Hi everybody! Welcome to Ask a Teacher, where I'll answer your most common French questions.
The question for this lesson is: How can I use French slang?
There are a lot of words you'll hear in French that you'll almost never see written. In fact, there are many expressions that are unique to spoken French.
Take quoi at the end of a sentence for example. Quoi in spoken French doesn't just mean "what." When used at the end of a sentence, it's a filler word that adds emphasis.
If you're talking about something with your friend and she says, C'est normal, quoi, she isn’t asking a question. In English it would sound something like, “This is quite normal.” She’s emphasizing how average or usual the situation is.
A very popular slang word among young people is genre. It can be translated to the filler word “like” in English. For example C’était genre trop bien would be “It was, like, amazing.”
Another common word that's used differently in spoken slang is se casser, which means “to go separate ways”, or “to split up.”
Say you're at lunch with some friends and you have another appointment to go to. You might say, On se casse? to signal the end of the get-together.
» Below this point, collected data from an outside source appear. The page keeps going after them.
//! Compounding projection engine

use log::{debug, trace};

use super::presets::{PresetTable, StrategyPreset};
use super::trajectory::{round_cents, PeriodSnapshot, ProjectionResult, ProjectionSummary};
use crate::config::ProjectorSettings;
use crate::error::{CoreError, CoreResult};

/// Project `principal` compounding at `periodic_rate` for `periods` periods.
///
/// Each period credits `balance * periodic_rate` and adds it to the balance.
/// Trajectory values are full precision; only the summary is rounded to cents.
pub fn project(principal: f64, periodic_rate: f64, periods: u32) -> CoreResult<ProjectionResult> {
    validate(principal, periodic_rate, periods)?;

    let mut trajectory = Vec::with_capacity(periods as usize);
    let mut balance = principal;
    let mut cumulative_profit = 0.0;

    for period_index in 1..=periods {
        let periodic_profit = balance * periodic_rate;
        cumulative_profit += periodic_profit;
        balance += periodic_profit;
        trajectory.push(PeriodSnapshot {
            period_index,
            periodic_profit,
            cumulative_profit,
            balance,
        });
    }

    let summary = ProjectionSummary {
        total_profit: round_cents(cumulative_profit),
        final_balance: round_cents(balance),
    };
    trace!("projected {} periods: {:?}", periods, summary);

    Ok(ProjectionResult { trajectory, summary })
}

fn validate(principal: f64, periodic_rate: f64, periods: u32) -> CoreResult<()> {
    if !principal.is_finite() || principal < 0.0 {
        return Err(CoreError::invalid(
            "principal",
            format!("must be a finite value >= 0, got {}", principal),
        ));
    }
    if !periodic_rate.is_finite() || periodic_rate < 0.0 {
        return Err(CoreError::invalid(
            "periodic_rate",
            format!("must be a finite value >= 0, got {}", periodic_rate),
        ));
    }

    // Reject growth that would leave f64 range instead of returning infinities
    if principal > 0.0 && periodic_rate > 0.0 {
        let log_final = principal.ln() + periods as f64 * periodic_rate.ln_1p();
        if log_final >= f64::MAX.ln() {
            return Err(CoreError::invalid(
                "periods",
                format!("{} periods at rate {} overflows the balance", periods, periodic_rate),
            ));
        }
    }
    Ok(())
}

#[derive(Debug, Clone)]
pub struct ProjectorConfig {
    /// Longest horizon a single request may ask for
    pub max_periods: u32,
    pub presets: PresetTable,
}

impl Default for ProjectorConfig {
    fn default() -> Self {
        Self::from_settings(&ProjectorSettings::default())
    }
}

impl ProjectorConfig {
    pub fn from_settings(settings: &ProjectorSettings) -> Self {
        Self {
            max_periods: settings.max_periods,
            presets: PresetTable::for_kind(settings.preset_table),
        }
    }
}

/// Profit calculator front end over [`project`]
#[derive(Debug, Clone, Default)]
pub struct ReturnProjector {
    config: ProjectorConfig,
}

impl ReturnProjector {
    pub fn new(config: ProjectorConfig) -> Self {
        Self { config }
    }

    pub fn config(&self) -> &ProjectorConfig {
        &self.config
    }

    pub fn project(&self, principal: f64, periodic_rate: f64, periods: u32) -> CoreResult<ProjectionResult> {
        if periods > self.config.max_periods {
            return Err(CoreError::invalid(
                "periods",
                format!("must be <= {}, got {}", self.config.max_periods, periods),
            ));
        }
        debug!(
            "projecting principal={} rate={} periods={}",
            principal, periodic_rate, periods
        );
        project(principal, periodic_rate, periods)
    }

    /// Project using the periodic rate of a strategy preset
    pub fn project_preset(&self, principal: f64, preset: StrategyPreset, periods: u32) -> CoreResult<ProjectionResult> {
        let rate = self.config.presets.periodic_rate(preset);
        debug!("preset {} resolves to periodic rate {}", preset, rate);
        self.project(principal, rate, periods)
    }
}

#[cfg(test)]
mod tests {
    use super::*;
    use approx::assert_relative_eq;

    #[test]
    fn test_reference_case() {
        // 10,000 at 50% per month for a year: 10,000 * 1.5^12
        let result = project(10_000.0, 0.50, 12).expect("valid input");

        assert_eq!(result.trajectory.len(), 12);
        assert_eq!(result.summary.final_balance, 1_297_463.38);
        assert_eq!(result.summary.total_profit, 1_287_463.38);

        let last = result.trajectory.last().unwrap();
        assert_relative_eq!(last.balance, 10_000.0 * 1.5_f64.powi(12), max_relative = 1e-12);
    }

    #[test]
    fn test_first_periods() {
        let result = project(1_000.0, 0.10, 3).unwrap();
        let t = &result.trajectory;

        assert_eq!(t[0].period_index, 1);
        assert_relative_eq!(t[0].periodic_profit, 100.0);
        assert_relative_eq!(t[0].balance, 1_100.0);
        assert_relative_eq!(t[1].periodic_profit, 110.0);
        assert_relative_eq!(t[1].cumulative_profit, 210.0);
        assert_relative_eq!(t[2].balance, 1_331.0, epsilon = 1e-9);
        assert_eq!(result.summary.final_balance, 1_331.0);
        assert_eq!(result.summary.total_profit, 331.0);
    }

    #[test]
    fn test_trajectory_not_rounded() {
        let result = project(100.0, 0.0333, 5).unwrap();
        // 100 * 0.0333 = 3.33, then 103.33 * 0.0333 = 3.440889
        assert_relative_eq!(result.trajectory[1].periodic_profit, 3.440889, epsilon = 1e-9);
        assert_eq!(result.summary.total_profit, round_cents(result.trajectory[4].cumulative_profit));
    }

    #[test]
    fn test_zero_periods() {
        let result = project(2_500.0, 0.25, 0).unwrap();
        assert!(result.trajectory.is_empty());
        assert_eq!(result.summary.final_balance, 2_500.0);
        assert_eq!(result.summary.total_profit, 0.0);
    }

    #[test]
    fn test_zero_rate_is_flat() {
        let result = project(500.0, 0.0, 6).unwrap();
        assert!(result.trajectory.iter().all(|s| s.balance == 500.0 && s.periodic_profit == 0.0));
        assert_eq!(result.summary.total_profit, 0.0);
    }

    #[test]
    fn test_rejects_negative_and_non_finite() {
        assert!(matches!(
            project(-1.0, 0.1, 5),
            Err(CoreError::InvalidArgument { name: "principal", .. })
        ));
        assert!(matches!(
            project(100.0, -0.1, 5),
            Err(CoreError::InvalidArgument { name: "periodic_rate", .. })
        ));
        assert!(project(f64::NAN, 0.1, 5).is_err());
        assert!(project(100.0, f64::INFINITY, 5).is_err());
    }

    #[test]
    fn test_rejects_overflowing_horizon() {
        assert!(matches!(
            project(1e300, 3.0, 100),
            Err(CoreError::InvalidArgument { name: "periods", .. })
        ));
        assert!(project(10_000.0, 3.0, 12).is_ok());
    }

    #[test]
    fn test_huge_balances_keep_finite_summary() {
        let flat = project(1e307, 0.0, 1).unwrap();
        assert_eq!(flat.summary.final_balance, 1e307);
        assert_eq!(flat.summary.total_profit, 0.0);

        let doubling = project(1e306, 1.0, 3).unwrap();
        let last = doubling.trajectory.last().unwrap();
        assert!(doubling.summary.final_balance.is_finite());
        assert!(doubling.summary.total_profit.is_finite());
        assert_eq!(doubling.summary.final_balance, last.balance);
        assert_eq!(doubling.summary.total_profit, last.cumulative_profit);
    }

    #[test]
    fn test_projector_max_periods() {
        let projector = ReturnProjector::new(ProjectorConfig {
            max_periods: 24,
            presets: PresetTable::monthly_returns(),
        });
        assert!(projector.project(100.0, 0.01, 24).is_ok());
        assert!(projector.project(100.0, 0.01, 25).is_err());
    }

    #[test]
    fn test_project_preset() {
        let projector = ReturnProjector::new(ProjectorConfig {
            max_periods: 600,
            presets: PresetTable::annualized(),
        });
        let result = projector
            .project_preset(10_000.0, StrategyPreset::Conservative, 12)
            .unwrap();
        let expected = 10_000.0 * (1.0 + 0.15 / 12.0_f64).powi(12);
        assert_eq!(result.summary.final_balance, round_cents(expected));
    }
}
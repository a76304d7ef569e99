//! Filter / search / sort / paginate pipeline shared by the admin list pages

mod controller;
mod field;
mod pipeline;
mod query;

pub use controller::TabularListController;
pub use field::{compare_optional, FieldValue, Record};
pub use pipeline::{apply_filters, apply_search, apply_sort, compute_visible_page, paginate, VisiblePage};
pub use query::{FilterValue, ListQuery, PageRequest, SearchScope, SortDirection, SortSpec};
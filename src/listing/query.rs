//! Declarative view state of a list page

use serde::{Deserialize, Serialize};
use std::collections::BTreeMap;
use std::fmt;
use std::str::FromStr;

use crate::error::{CoreError, CoreResult};

/// Equality constraint on one field
#[derive(Debug, Clone, PartialEq, Eq, Serialize, Deserialize)]
#[serde(from = "String", into = "String")]
pub enum FilterValue {
    /// No constraint ("all" or empty in the page's dropdowns)
    All,
    Equals(String),
}

impl FilterValue {
    pub fn is_all(&self) -> bool {
        matches!(self, FilterValue::All)
    }
}

impl From<&str> for FilterValue {
    fn from(s: &str) -> Self {
        if s.is_empty() || s == "all" {
            FilterValue::All
        } else {
            FilterValue::Equals(s.to_string())
        }
    }
}

impl From<String> for FilterValue {
    fn from(s: String) -> Self {
        if s.is_empty() || s == "all" {
            FilterValue::All
        } else {
            FilterValue::Equals(s)
        }
    }
}

impl From<FilterValue> for String {
    fn from(value: FilterValue) -> Self {
        match value {
            FilterValue::All => "all".to_string(),
            FilterValue::Equals(s) => s,
        }
    }
}

/// Which fields the search box looks at
#[derive(Debug, Clone, PartialEq, Eq)]
pub enum SearchScope {
    Fields(Vec<String>),
    AllFields,
}

impl SearchScope {
    /// An empty field list means every field
    pub fn from_fields(fields: &[String]) -> Self {
        if fields.is_empty() {
            SearchScope::AllFields
        } else {
            SearchScope::Fields(fields.to_vec())
        }
    }
}

#[derive(Debug, Clone, Copy, PartialEq, Eq, Default, Serialize, Deserialize)]
#[serde(rename_all = "lowercase")]
pub enum SortDirection {
    #[default]
    Asc,
    Desc,
}

#[derive(Debug, Clone, PartialEq, Eq, Serialize, Deserialize)]
pub struct SortSpec {
    pub field: String,
    #[serde(default)]
    pub direction: SortDirection,
}

impl SortSpec {
    pub fn asc(field: impl Into<String>) -> Self {
        Self { field: field.into(), direction: SortDirection::Asc }
    }

    pub fn desc(field: impl Into<String>) -> Self {
        Self { field: field.into(), direction: SortDirection::Desc }
    }
}

/// Parses `field`, `field:asc` or `field:desc`
impl FromStr for SortSpec {
    type Err = CoreError;

    fn from_str(s: &str) -> Result<Self, Self::Err> {
        let (field, direction) = match s.rsplit_once(':') {
            Some((field, "asc")) => (field, SortDirection::Asc),
            Some((field, "desc")) => (field, SortDirection::Desc),
            Some((_, other)) => {
                return Err(CoreError::invalid(
                    "sort",
                    format!("direction must be asc or desc, got '{}'", other),
                ))
            }
            None => (s, SortDirection::Asc),
        };
        if field.is_empty() {
            return Err(CoreError::invalid("sort", "field name is empty"));
        }
        Ok(Self { field: field.to_string(), direction })
    }
}

impl fmt::Display for SortSpec {
    fn fmt(&self, f: &mut fmt::Formatter<'_>) -> fmt::Result {
        let dir = match self.direction {
            SortDirection::Asc => "asc",
            SortDirection::Desc => "desc",
        };
        write!(f, "{}:{}", self.field, dir)
    }
}

#[derive(Debug, Clone, Copy, PartialEq, Eq, Serialize, Deserialize)]
pub struct PageRequest {
    /// 0-based page number
    pub index: usize,
    pub size: usize,
}

impl PageRequest {
    pub fn new(index: usize, size: usize) -> Self {
        Self { index, size }
    }

    pub fn validate(&self) -> CoreResult<()> {
        if self.size == 0 {
            return Err(CoreError::invalid("page.size", "must be > 0"));
        }
        Ok(())
    }

    /// First record offset of this page, saturating on absurd indices
    pub fn offset(&self) -> usize {
        self.index.saturating_mul(self.size)
    }
}

/// Everything a list page's controls feed into the pipeline
#[derive(Debug, Clone, PartialEq, Eq, Serialize, Deserialize)]
#[serde(rename_all = "camelCase")]
pub struct ListQuery {
    #[serde(default)]
    pub filters: BTreeMap<String, FilterValue>,
    #[serde(default)]
    pub search_text: String,
    #[serde(default)]
    pub sort: Option<SortSpec>,
    pub page: PageRequest,
}

impl ListQuery {
    /// First page, no filters, no search, insertion order
    pub fn new(page_size: usize) -> Self {
        Self {
            filters: BTreeMap::new(),
            search_text: String::new(),
            sort: None,
            page: PageRequest::new(0, page_size),
        }
    }

    pub fn set_page(&mut self, index: usize) {
        self.page.index = index;
    }

    /// Changing rows-per-page returns to the first page
    pub fn set_page_size(&mut self, size: usize) -> CoreResult<()> {
        PageRequest::new(0, size).validate()?;
        self.page = PageRequest::new(0, size);
        Ok(())
    }

    /// New search text returns to the first page
    pub fn set_search(&mut self, text: impl Into<String>) {
        self.search_text = text.into();
        self.page.index = 0;
    }

    /// New filter value returns to the first page
    pub fn set_filter(&mut self, field: impl Into<String>, value: impl Into<FilterValue>) {
        self.filters.insert(field.into(), value.into());
        self.page.index = 0;
    }

    pub fn clear_filters(&mut self) {
        self.filters.clear();
        self.page.index = 0;
    }

    pub fn set_sort(&mut self, sort: Option<SortSpec>) {
        self.sort = sort;
    }

    /// Active (non-"all") filters
    pub fn active_filters(&self) -> impl Iterator<Item = (&str, &str)> {
        self.filters.iter().filter_map(|(field, value)| match value {
            FilterValue::All => None,
            FilterValue::Equals(v) => Some((field.as_str(), v.as_str())),
        })
    }
}
//! Projection output: per-period snapshots and the rounded summary

use serde::{Deserialize, Serialize};
use std::io::Write;

/// Above this magnitude every f64 is already a whole number
const WHOLE_NUMBER_LIMIT: f64 = 4_503_599_627_370_496.0; // 2^52

/// Round to cents the way the calculator displays totals
pub fn round_cents(value: f64) -> f64 {
    if !value.is_finite() || value.abs() >= WHOLE_NUMBER_LIMIT {
        return value;
    }
    (value * 100.0).round() / 100.0
}

/// One compounded period. Values are kept at full precision.
#[derive(Debug, Clone, Copy, PartialEq, Serialize, Deserialize)]
#[serde(rename_all = "camelCase")]
pub struct PeriodSnapshot {
    /// 1-based period number
    pub period_index: u32,
    /// Profit credited in this period
    pub periodic_profit: f64,
    /// Profit credited since the start of the projection
    pub cumulative_profit: f64,
    /// Balance at the end of this period
    pub balance: f64,
}

/// Totals shown to the user, rounded to cents
#[derive(Debug, Clone, Copy, PartialEq, Serialize, Deserialize)]
#[serde(rename_all = "camelCase")]
pub struct ProjectionSummary {
    pub total_profit: f64,
    pub final_balance: f64,
}

#[derive(Debug, Clone, PartialEq, Serialize, Deserialize)]
pub struct ProjectionResult {
    pub trajectory: Vec<PeriodSnapshot>,
    pub summary: ProjectionSummary,
}

impl ProjectionResult {
    pub fn periods(&self) -> usize {
        self.trajectory.len()
    }

    /// Mean profit per period ("monthly profit" on the calculator), in cents
    pub fn average_periodic_profit(&self) -> f64 {
        match self.trajectory.last() {
            Some(last) => round_cents(last.cumulative_profit / self.trajectory.len() as f64),
            None => 0.0,
        }
    }

    /// Write the trajectory as CSV with a header row
    pub fn write_csv<W: Write>(&self, writer: W) -> Result<(), csv::Error> {
        let mut wtr = csv::Writer::from_writer(writer);
        for snapshot in &self.trajectory {
            wtr.serialize(snapshot)?;
        }
        wtr.flush()?;
        Ok(())
    }
}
The closest equivalent would be “Let’s get out of here.” However, be careful when you use it, because it can come off as a little rude.
On a similar note, casse-toi means, "Get lost!" which can be mean or playful, so be careful with this one, too.
Let’s look at some words you’ll usually only use in conversation.
Un boulot is literally “a job.” Boulot comes from the French verb boulotter which means, “to work with secrecy.” Its nuance is more of, "what I do to get by" rather than "what I do for a living," which would be le travail. Un petit boulot, or sometimes just un boulot, is a part-time or odd job.
Un bouquin is the casual word for "a book." Bouquin comes from the Dutch boek, which also means “book” and has a similar pronunciation. France has a strong academic culture and informal discussions over books happen often. So, many people use bouquin in more casual settings instead of livre, which is the formal way to say “book.”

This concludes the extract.